I feel a little bad, because when I looked at the numeric ranges
involved I was able to fix this application to use integer ops only
;).  It doesn't fix the performance divot, but avoids it.

By the way, doesn't the FIST instruction raise a numeric exception on
overflow?  For the x86 backend, could the hardware do some of the work
to avoid some of the range checking in real.sml?

On Mon, Oct 27, 2008 at 12:48 PM, Matthew Fluet <fluet at tti-c.org> wrote:
> On Sun, 26 Oct 2008, Vesa Karvonen wrote:
>>
>> On Fri, Oct 24, 2008 at 10:50 PM, Ryan Newton <rrnewton at gmail.com> wrote:
>>>
>>> Under MLton I generate code like this:
>>>
>>>  (Real64.toInt IEEEReal.TO_ZERO (var_tmpsmp_77))
>>>
>>> But it performs very poorly.  I haven't researched this, but if I had
>>> to guess, I'd bet this is because mlton is implementing some more
>>> semantically meaningful notion than C casts.
>>
>> An excellent guess!
>>
>>> Nevertheless, is there
>>> any inexpensive way to ape the behavior one gets from (int)x in C?
>>
>> Have you peeked into the real/real.sml source file in MLton's basis
>> library implementation?  The implementation of Real.toInt uses a
>> family of toInt<N>Unsafe functions, that do not set the rounding mode
>> or check that the floating point number is in the range of the integer
>> type.  One could perhaps extend the MLton.Real structure
>> (http://mlton.org/MLtonReal) to expose those functions.  You could
>> then implement the conversion in terms of the unsafe functions.
>
> As Vesa noted, SML's Real.toInt function does a lot more range checking than
> C's (int)d cast.  In SML, there are at least two floating-point comparisons
> (performing the range check), a rounding mode set, a floating-point round, a
> rounding mode (re)set, and a floating-point to int coercion (the
> toInt<N>Unsafe).
>
> If you are using the C codegen, then toInt<N>Unsafe is implemented by a C
> cast; the semantics of a C cast is to convert with truncation (TO_ZERO)

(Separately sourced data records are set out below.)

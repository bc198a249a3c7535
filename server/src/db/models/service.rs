//! Service Model
//!
//! 宠物服务项目 (洗护、寄养、医疗等)

use chrono::{DateTime, Utc};
use serde::{Deserialize, Serialize};

#[derive(Debug, Clone, Serialize, Deserialize, sqlx::FromRow)]
#[serde(rename_all = "camelCase")]
pub struct Service {
    pub id: i64,
    pub name: String,
    pub category: Option<String>,
    pub price: f64,
    pub duration: Option<String>,
    pub description: Option<String>,
    pub merchant_name: Option<String>,
    pub merchant_id: Option<i64>,
    pub image: Option<String>,
    pub sales: i64,
    pub rating: Option<f64>,
    pub created_at: DateTime<Utc>,
    pub updated_at: DateTime<Utc>,
}

#[derive(Debug, Clone, Deserialize)]
#[serde(rename_all = "camelCase")]
pub struct ServiceCreate {
    pub name: String,
    pub category: Option<String>,
    #[serde(default)]
    pub price: f64,
    pub duration: Option<String>,
    pub description: Option<String>,
    pub merchant_name: Option<String>,
    pub merchant_id: Option<i64>,
    pub image: Option<String>,
    #[serde(default)]
    pub sales: i64,
    pub rating: Option<f64>,
}

/// Full-replace update payload
#[derive(Debug, Clone, Deserialize)]
#[serde(rename_all = "camelCase")]
pub struct ServiceUpdate {
    pub id: i64,
    pub name: String,
    pub category: Option<String>,
    #[serde(default)]
    pub price: f64,
    pub duration: Option<String>,
    pub description: Option<String>,
    pub merchant_name: Option<String>,
    pub merchant_id: Option<i64>,
    pub image: Option<String>,
    #[serde(default)]
    pub sales: i64,
    pub rating: Option<f64>,
}
use image::imageops::FilterType;
use image::{DynamicImage, GrayImage, Luma};
use imageproc::filter::{bilateral_filter, gaussian_blur_f32};
use imageproc::morphology::{grayscale_close, grayscale_dilate, grayscale_erode, Mask};

use crate::error::{PipelineError, Result};

/// Convert image to grayscale
pub fn to_grayscale(img: &DynamicImage) -> GrayImage {
    img.to_luma8()
}

fn ensure_not_empty(img: &GrayImage, stage: &str) -> Result<()> {
    if img.width() == 0 || img.height() == 0 {
        return Err(PipelineError::Preprocessing(format!(
            "{}: image has zero width or height ({}x{})",
            stage,
            img.width(),
            img.height()
        )));
    }
    Ok(())
}

/// Edge-preserving smoothing over a `diameter`-wide window, weighted by
/// spatial distance (`sigma_space`) and intensity difference (`sigma_color`)
pub fn bilateral_denoise(
    img: &GrayImage,
    diameter: u32,
    sigma_color: f32,
    sigma_space: f32,
) -> Result<GrayImage> {
    ensure_not_empty(img, "bilateral filter")?;
    if sigma_color <= 0.0 || sigma_space <= 0.0 {
        return Err(PipelineError::Preprocessing(format!(
            "bilateral filter: sigmas must be positive (color={}, space={})",
            sigma_color, sigma_space
        )));
    }
    Ok(bilateral_filter(img, diameter.max(1), sigma_color, sigma_space))
}

/// Square structuring element covering a `kernel`-wide window
fn square_mask(kernel: u32) -> Result<Mask> {
    let radius = u8::try_from(kernel / 2).map_err(|_| {
        PipelineError::Preprocessing(format!("morphology: kernel too large ({})", kernel))
    })?;
    Ok(Mask::square(radius))
}

/// Grayscale dilation with a square structuring element
pub fn dilate(img: &GrayImage, kernel: u32) -> Result<GrayImage> {
    ensure_not_empty(img, "dilate")?;
    Ok(grayscale_dilate(img, &square_mask(kernel)?))
}

/// Grayscale erosion with a square structuring element
pub fn erode(img: &GrayImage, kernel: u32) -> Result<GrayImage> {
    ensure_not_empty(img, "erode")?;
    Ok(grayscale_erode(img, &square_mask(kernel)?))
}

/// Dilate then erode
pub fn close(img: &GrayImage, kernel: u32) -> Result<GrayImage> {
    ensure_not_empty(img, "close")?;
    Ok(grayscale_close(img, &square_mask(kernel)?))
}

/// Gaussian sigma matching a window of `block_size` pixels
pub fn gaussian_sigma_for_block(block_size: u32) -> f32 {
    0.3 * ((block_size as f32 - 1.0) * 0.5 - 1.0) + 0.8
}

/// Local binarization against a Gaussian-weighted neighbourhood mean.
///
/// A pixel becomes white when it is brighter than `mean - offset`, black otherwise.
pub fn adaptive_threshold_gaussian(
    img: &GrayImage,
    block_size: u32,
    offset: i32,
) -> Result<GrayImage> {
    ensure_not_empty(img, "adaptive threshold")?;
    if block_size < 3 || block_size % 2 == 0 {
        return Err(PipelineError::Preprocessing(format!(
            "adaptive threshold: block size must be odd and >= 3, got {}",
            block_size
        )));
    }

    let local_mean = gaussian_blur_f32(img, gaussian_sigma_for_block(block_size));

    let mut output = GrayImage::new(img.width(), img.height());
    for (x, y, pixel) in img.enumerate_pixels() {
        let threshold = local_mean.get_pixel(x, y)[0] as i32 - offset;
        let value = if pixel[0] as i32 > threshold { 255 } else { 0 };
        output.put_pixel(x, y, Luma([value]));
    }

    Ok(output)
}

/// Scale factor that brings the larger side down to `max_dimension`,
/// or `None` when the image already fits
pub fn downscale_factor(width: u32, height: u32, max_dimension: u32) -> Option<f64> {
    let larger = width.max(height);
    if larger > max_dimension {
        Some(max_dimension as f64 / larger as f64)
    } else {
        None
    }
}

/// Uniformly shrink an image so neither side exceeds `max_dimension`
pub fn resize_to_fit(img: DynamicImage, max_dimension: u32) -> (DynamicImage, Option<f64>) {
    match downscale_factor(img.width(), img.height(), max_dimension) {
        Some(scale) => {
            let new_w = ((img.width() as f64 * scale).round() as u32).clamp(1, max_dimension);
            let new_h = ((img.height() as f64 * scale).round() as u32).clamp(1, max_dimension);
            let resized = img.resize_exact(new_w, new_h, FilterType::Triangle);
            (resized, Some(scale))
        }
        None => (img, None),
    }
}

> semantics.  If you are using the x86 codegen, then toInt<N>Unsafe is
> implemented by the 'fist' instruction; the semantics of the 'fist'
> instruction is to convert with the current rounding mode.  If you are using
> the amd64 codegen, then toInt<N>Unsafe is implemented by the
> 'cvt{s,d}2si{l,q}' instruction; the semantics of the 'cvt{s,d}2si{l,q}'
> instruction is to convert with truncation (TO_ZERO) semantics.  Since the
> implmentations of toInt<N>Unsafe do not always obey the current rounding
> mode, the SML implementation first does a floating-point round (under an
> appropriate rounding mode); thus, all of the toInt<N>Unsafe implementations
> behave the same.  But, it also means that the toInt<N>Unsafe primitives are
> only well defined when the floating-point value is an integer; on
> non-integeral floating-point values, the different codegens could return
> different results.
>
> Note: on x86 with the C-codegen, the C cast actually generates another
> set/reset of the rounding mode, because gcc wants to use the 'fist'
> instruction, but with truncation (TO_ZERO) semantics (rather than the
> current rounding mode).  This may also be the case on other architectures.
>
> If you are exclusively using the C-codegen, the exposing the toInt<N>Unsafe
> functions in the MLton.Real structure would have the behavior of a C-cast.
>  (It will still be a little slower, because the cast will occur in a
> non-inlined function; we don't inline some of the floating-point operations,
> because gcc will constant fold without obeying possible changes in the
> rounding mode.  Though, given the explaination above, since C's cast always
> ignores the current rounding mode and uses truncation semantics, then it may
> be acceptable to inline.)
>
> If you wanted something a little more well-defined, you could expose in
> MLton.Real the composition of Primitive.Real<N>.round with
> Primitive.Real<N>.toInt<M>Unsafe.  That would first do a floating-point
> round to integer (under the current rounding mode), followed by a coercion
> to int (which, because the input will be an integral floating-point, will be
> well-defined for all implementations).  However, this would be slightly
> different from a C-cast, since the default floating-point rounding mode is
> TO_NEAREST (at least on x86 and amd64, and possibly specified by C99 and/or
> IEEE754), not TO_ZERO.
>
> So, lots of choices, but nothing jumps out as a clear winner.